Pour ce qui concerne l’effet rétroactif, la Commission rémunération équitable précitée prévue à l’article 42 de la loi droit d’auteur abordera cet aspect lorsqu’elle discutera des conséquences pratiques de l’arrêt précité en Belgique.

Les sociétés de gestion PlayRight et Simim ont communiqué que, depuis l’arrêt, la perception auprès de cette profession a été suspendue. Si un dentiste ou un orthodontiste reçoit encore une facture datant d’après l’arrêt, il s’agit d’une erreur. Si un dentiste ou un orthodontiste envoie cependant encore volontairement sa déclaration pour le paiement de la rémunération équitable, il recevra naturellement une facture. Le dentiste ou l’orthodontiste devra alors réclamer lui-même le montant payé aux sociétés de gestion.

Si la Commission rémunération équitable adapte la convention du 10 septembre 1999, le Service de contrôle des sociétés de gestion du Service public fédéral (SPF) Économie surveillera le respect de cette convention par les sociétés de gestion SIMIM et PlayRight. En cas de nécessité, le Service de contrôle peut en imposer le respect en lançant une procédure administrative ou judiciaire.

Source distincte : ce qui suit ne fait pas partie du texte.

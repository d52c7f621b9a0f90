//! `SymmetricState`: the running chaining key and handshake transcript hash,
//! driven by whichever `Hash` a `Registry` resolves rather than a single
//! hash function fixed at compile time.

use zeroize::Zeroize;

use crate::cipherstate::CipherState;
use crate::error::NoiseError;
use crate::primitives::{hkdf, Cipher, Hash};

pub struct SymmetricState {
    hash: Box<dyn Hash>,
    ck: Vec<u8>,
    h: Vec<u8>,
    cs: CipherState,
}

impl SymmetricState {
    /// `InitializeSymmetric`: derives `h` from the protocol name, padding or
    /// hashing it to `hashlen` bytes, and seeds the chaining key from it.
    pub fn initialize(hash: Box<dyn Hash>, cipher: Box<dyn Cipher>, protocol_name: &[u8]) -> SymmetricState {
        let hashlen = hash.hashlen();
        let h = if protocol_name.len() <= hashlen {
            let mut padded = protocol_name.to_vec();
            padded.resize(hashlen, 0);
            padded
        } else {
            hash.hash(protocol_name)
        };
        let ck = h.clone();

        SymmetricState { hash, ck, h, cs: CipherState::new(cipher) }
    }

    pub fn mix_key(&mut self, input_key_material: &[u8]) {
        let outputs = hkdf(&*self.hash, &self.ck, input_key_material, 2);
        self.ck = outputs[0].clone();
        let key = truncate_to_32(&outputs[1]);
        self.cs.initialize_key(key);
    }

    pub fn mix_hash(&mut self, data: &[u8]) {
        let mut buf = self.h.clone();
        buf.extend_from_slice(data);
        self.h = self.hash.hash(&buf);
    }

    pub fn mix_key_and_hash(&mut self, input_key_material: &[u8]) {
        let outputs = hkdf(&*self.hash, &self.ck, input_key_material, 3);
        self.ck = outputs[0].clone();
        self.mix_hash(&outputs[1]);
        let key = truncate_to_32(&outputs[2]);
        self.cs.initialize_key(key);
    }

    pub fn get_handshake_hash(&self) -> &[u8] {
        &self.h
    }

    pub fn has_key(&self) -> bool {
        self.cs.has_key()
    }

    pub fn encrypt_and_hash(&mut self, plaintext: &[u8]) -> Result<Vec<u8>, NoiseError> {
        let ciphertext = self.cs.encrypt_with_ad(&self.h, plaintext)?;
        self.mix_hash(&ciphertext);
        Ok(ciphertext)
    }

    pub fn decrypt_and_hash(&mut self, ciphertext: &[u8]) -> Result<Vec<u8>, NoiseError> {
        let plaintext = self.cs.decrypt_with_ad(&self.h, ciphertext)?;
        self.mix_hash(ciphertext);
        Ok(plaintext)
    }

    /// `Split`: derives the two transport-direction cipher keys from the
    /// final chaining key and consumes `self`, since a `SymmetricState` has
    /// no further use once the handshake transcript is complete.
    pub fn split(mut self) -> (CipherState, CipherState) {
        let outputs = hkdf(&*self.hash, &self.ck, &[], 2);
        let k1 = truncate_to_32(&outputs[0]);
        let k2 = truncate_to_32(&outputs[1]);

        let mut c1 = CipherState::new(self.cs.clone_cipher());
        let mut c2 = CipherState::new(self.cs.clone_cipher());
        c1.initialize_key(k1);
        c2.initialize_key(k2);

        self.ck.zeroize();
        self.h.zeroize();
        (c1, c2)
    }
}

fn truncate_to_32(bytes: &[u8]) -> [u8; 32] {
    let mut key = [0u8; 32];
    key.copy_from_slice(&bytes[..32]);
    key
}

#[cfg(test)]
mod tests {
    use super::*;
    use crate::primitives::cipher::CipherChaChaPoly;
    use crate::primitives::hash::HashSha256;

    #[test]
    fn initialize_pads_short_protocol_names() {
        let ss = SymmetricState::initialize(Box::new(HashSha256), Box::new(CipherChaChaPoly), b"short");
        assert_eq!(ss.get_handshake_hash().len(), 32);
        assert_eq!(&ss.get_handshake_hash()[..5], b"short");
    }

    #[test]
    fn mix_key_then_encrypt_and_hash_changes_the_transcript_hash() {
        let mut ss = SymmetricState::initialize(
            Box::new(HashSha256),
            Box::new(CipherChaChaPoly),
            b"Noise_NN_25519_ChaChaPoly_SHA256",
        );
        let h0 = ss.get_handshake_hash().to_vec();
        ss.mix_key(&[1u8; 32]);
        ss.mix_hash(b"e-public-key");
        assert_ne!(ss.get_handshake_hash(), h0.as_slice());
        assert!(ss.has_key());

        let ct = ss.encrypt_and_hash(b"payload").unwrap();
        assert_ne!(ct, b"payload");
    }

    #[test]
    fn split_produces_two_independent_ciphers() {
        let mut a = SymmetricState::initialize(
            Box::new(HashSha256),
            Box::new(CipherChaChaPoly),
            b"Noise_NN_25519_ChaChaPoly_SHA256",
        );
        a.mix_key(&[9u8; 32]);
        let (mut c1, mut c2) = a.split();

        let ct = c1.encrypt_with_ad(b"", b"hello").unwrap();
        assert!(c2.decrypt_with_ad(b"", &ct).is_err());
    }
}
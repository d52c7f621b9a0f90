//! The default primitive catalog, a plain value (not process-wide state)
//! that the `Builder` consults unless a caller installs its own `Registry`.

use super::cipher::{CipherAesGcm, CipherChaChaPoly};
use super::dh::{Dh25519, DhSecp256k1};
use super::hash::{HashBlake2b, HashBlake2s, HashSha256, HashSha512};
use super::{Cipher, Dh, Hash, Registry};

#[derive(Default)]
pub struct DefaultResolver;

impl Registry for DefaultResolver {
    fn dh(&self, name: &str) -> Option<Box<dyn Dh>> {
        match name {
            "25519" => Some(Box::new(Dh25519)),
            "secp256k1" => Some(Box::new(DhSecp256k1)),
            _ => None,
        }
    }

    fn cipher(&self, name: &str) -> Option<Box<dyn Cipher>> {
        match name {
            "ChaChaPoly" => Some(Box::new(CipherChaChaPoly)),
            "AESGCM" => Some(Box::new(CipherAesGcm)),
            _ => None,
        }
    }

    fn hash(&self, name: &str) -> Option<Box<dyn Hash>> {
        match name {
            "SHA256" => Some(Box::new(HashSha256)),
            "SHA512" => Some(Box::new(HashSha512)),
            "BLAKE2s" => Some(Box::new(HashBlake2s)),
            "BLAKE2b" => Some(Box::new(HashBlake2b)),
            _ => None,
        }
    }
}

/// Names the protocol-name grammar recognizes even when this crate
/// ships no default implementation for them, so `InvalidComponent` is only
/// raised for genuinely unknown names rather than every unresolvable one.
pub fn is_known_component(kind: &str, name: &str) -> bool {
    match kind {
        "dh" => matches!(name, "25519" | "448" | "secp256k1"),
        "cipher" => matches!(name, "AESGCM" | "ChaChaPoly"),
        "hash" => matches!(name, "SHA256" | "SHA512" | "BLAKE2s" | "BLAKE2b"),
        _ => false,
    }
}

#[cfg(test)]
mod tests {
    use super::*;

    #[test]
    fn resolves_every_default_primitive() {
        let r = DefaultResolver::default();
        assert!(r.dh("25519").is_some());
        assert!(r.dh("secp256k1").is_some());
        assert!(r.cipher("ChaChaPoly").is_some());
        assert!(r.cipher("AESGCM").is_some());
        assert!(r.hash("SHA256").is_some());
        assert!(r.hash("SHA512").is_some());
        assert!(r.hash("BLAKE2s").is_some());
        assert!(r.hash("BLAKE2b").is_some());
    }

    #[test]
    fn unknown_names_resolve_to_none() {
        let r = DefaultResolver::default();
        assert!(r.dh("448").is_none());
        assert!(r.dh("bogus").is_none());
    }
}
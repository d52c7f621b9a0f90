//! Default hash primitives: SHA-256/512 (`sha2`) and BLAKE2s/BLAKE2b
//! (`blake2`), each paired with an HMAC construction from the `hmac` crate.

use hmac::{Hmac, Mac};

use super::Hash;

macro_rules! hash_impl {
    ($struct_name:ident, $digest:ty, $name:expr, $hashlen:expr, $blocklen:expr) => {
        #[derive(Default)]
        pub struct $struct_name;

        impl Hash for $struct_name {
            fn name(&self) -> &'static str {
                $name
            }

            fn hashlen(&self) -> usize {
                $hashlen
            }

            fn blocklen(&self) -> usize {
                $blocklen
            }

            fn hash(&self, data: &[u8]) -> Vec<u8> {
                use digest::Digest;
                <$digest>::digest(data).to_vec()
            }

            fn hmac(&self, key: &[u8], data: &[u8]) -> Vec<u8> {
                let mut mac = Hmac::<$digest>::new_varkey(key).expect("hmac accepts any key length");
                mac.input(data);
                mac.result().code().to_vec()
            }
        }
    };
}

hash_impl!(HashSha256, sha2::Sha256, "SHA256", 32, 64);
hash_impl!(HashSha512, sha2::Sha512, "SHA512", 64, 128);
hash_impl!(HashBlake2s, blake2::Blake2s, "BLAKE2s", 32, 64);
hash_impl!(HashBlake2b, blake2::Blake2b, "BLAKE2b", 64, 128);
//! Default DH curves: secp256k1 (compressed-point ECDH folded through
//! SHA-256) and Curve25519 (x25519-dalek), so every DH name the
//! protocol-name grammar accepts by default actually resolves to an
//! implementation.

use rand::RngCore;
use rand_core::{CryptoRng, RngCore as RandCoreRngCore};
use sha2::{Digest, Sha256};
use x25519_dalek::{PublicKey, StaticSecret};

use crate::error::NoiseError;

use super::Dh;

/// secp256k1, shared secret = SHA256(compressed shared point), as the
/// Lightning Network's Bolt#8 transport handshake defines it.
pub struct DhSecp256k1;

impl Dh for DhSecp256k1 {
    fn name(&self) -> &'static str {
        "secp256k1"
    }

    fn dhlen(&self) -> usize {
        32
    }

    fn publen(&self) -> usize {
        33
    }

    fn generate_keypair(&self, entropy: Option<&[u8]>) -> (Vec<u8>, Vec<u8>) {
        use secp256k1::Secp256k1;

        let secret = match entropy {
            Some(bytes) => {
                secp256k1::SecretKey::from_slice(&Secp256k1::new(), bytes)
                    .expect("caller supplied entropy must be a valid secp256k1 scalar")
            }
            None => {
                let mut rng = rand::thread_rng();
                loop {
                    let mut bytes = [0u8; 32];
                    rng.fill_bytes(&mut bytes);
                    if let Ok(sk) = secp256k1::SecretKey::from_slice(&Secp256k1::new(), &bytes) {
                        break sk;
                    }
                }
            }
        };

        let public = self.public_from_private(&secret[..]);
        (secret[..].to_vec(), public)
    }

    fn public_from_private(&self, private: &[u8]) -> Vec<u8> {
        use secp256k1::{PublicKey, Secp256k1, SecretKey};

        let sk = SecretKey::from_slice(&Secp256k1::new(), private)
            .expect("private key must already be validated by generate_keypair/load_private");
        let pk = PublicKey::from_secret_key(&Secp256k1::new(), &sk)
            .expect("valid secret key always has a public key");
        pk.serialize().to_vec()
    }

    fn dh(&self, private: &[u8], public: &[u8]) -> Result<Vec<u8>, NoiseError> {
        use secp256k1::{PublicKey, Secp256k1, SecretKey};

        let sk = SecretKey::from_slice(&Secp256k1::new(), private).map_err(|_| NoiseError::InvalidPublicKey)?;
        let mut pk = PublicKey::from_slice(&Secp256k1::new(), public).map_err(|_| NoiseError::InvalidPublicKey)?;
        pk.mul_assign(&Secp256k1::new(), &sk).map_err(|_| NoiseError::InvalidPublicKey)?;

        let mut hasher = Sha256::default();
        hasher.input(&pk.serialize());
        Ok(hasher.result().to_vec())
    }
}

/// Curve25519, the Noise specification's reference DH function.
pub struct Dh25519;

struct OsRng;

impl RandCoreRngCore for OsRng {
    fn next_u32(&mut self) -> u32 {
        rand::thread_rng().next_u32()
    }
    fn next_u64(&mut self) -> u64 {
        rand::thread_rng().next_u64()
    }
    fn fill_bytes(&mut self, dest: &mut [u8]) {
        rand::thread_rng().fill_bytes(dest)
    }
    fn try_fill_bytes(&mut self, dest: &mut [u8]) -> Result<(), rand_core::Error> {
        self.fill_bytes(dest);
        Ok(())
    }
}
impl CryptoRng for OsRng {}

impl Dh for Dh25519 {
    fn name(&self) -> &'static str {
        "25519"
    }

    fn dhlen(&self) -> usize {
        32
    }

    fn publen(&self) -> usize {
        32
    }

    fn generate_keypair(&self, entropy: Option<&[u8]>) -> (Vec<u8>, Vec<u8>) {
        let secret = match entropy {
            Some(bytes) => {
                let mut raw = [0u8; 32];
                raw.copy_from_slice(&bytes[..32]);
                StaticSecret::from(raw)
            }
            None => StaticSecret::new(&mut OsRng),
        };
        let public = PublicKey::from(&secret);
        (secret.to_bytes().to_vec(), public.as_bytes().to_vec())
    }

    fn public_from_private(&self, private: &[u8]) -> Vec<u8> {
        let mut scalar = [0u8; 32];
        scalar.copy_from_slice(private);
        let secret = StaticSecret::from(scalar);
        PublicKey::from(&secret).as_bytes().to_vec()
    }

    fn dh(&self, private: &[u8], public: &[u8]) -> Result<Vec<u8>, NoiseError> {
        if public.len() != 32 {
            return Err(NoiseError::InvalidPublicKey);
        }
        let mut scalar = [0u8; 32];
        scalar.copy_from_slice(private);
        let mut point = [0u8; 32];
        point.copy_from_slice(public);

        let secret = StaticSecret::from(scalar);
        let shared = secret.diffie_hellman(&PublicKey::from(point));
        // All-zero output means the peer's point was a low-order point.
        if shared.as_bytes().iter().all(|b| *b == 0) {
            return Err(NoiseError::InvalidPublicKey);
        }
        Ok(shared.as_bytes().to_vec())
    }
}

4. A l’issue des discussions des milieux concernés au sein de la Commission rémunération équitable, après en avoir tiré les conclusions, les parties concernées qui, conformément à l’arrêté ministériel du 11 janvier 2006 les sociétés de gestion des droits et les organisations représentant les débiteurs de la rémunération prévue par l’article 42 de la loi du 30 juin 1994 relative au droit d’auteur et aux droits voisins, ne sont pas membres de cette Commission ou dont l’organisation faîtière ou représentative n’est pas membre de cette Commission, seront informées à leur demande d’une éventuelle décision (modifiée) de la Commission ou d’autres démarches éventuelles que j’entreprendrai en rapport avec cet arrêt.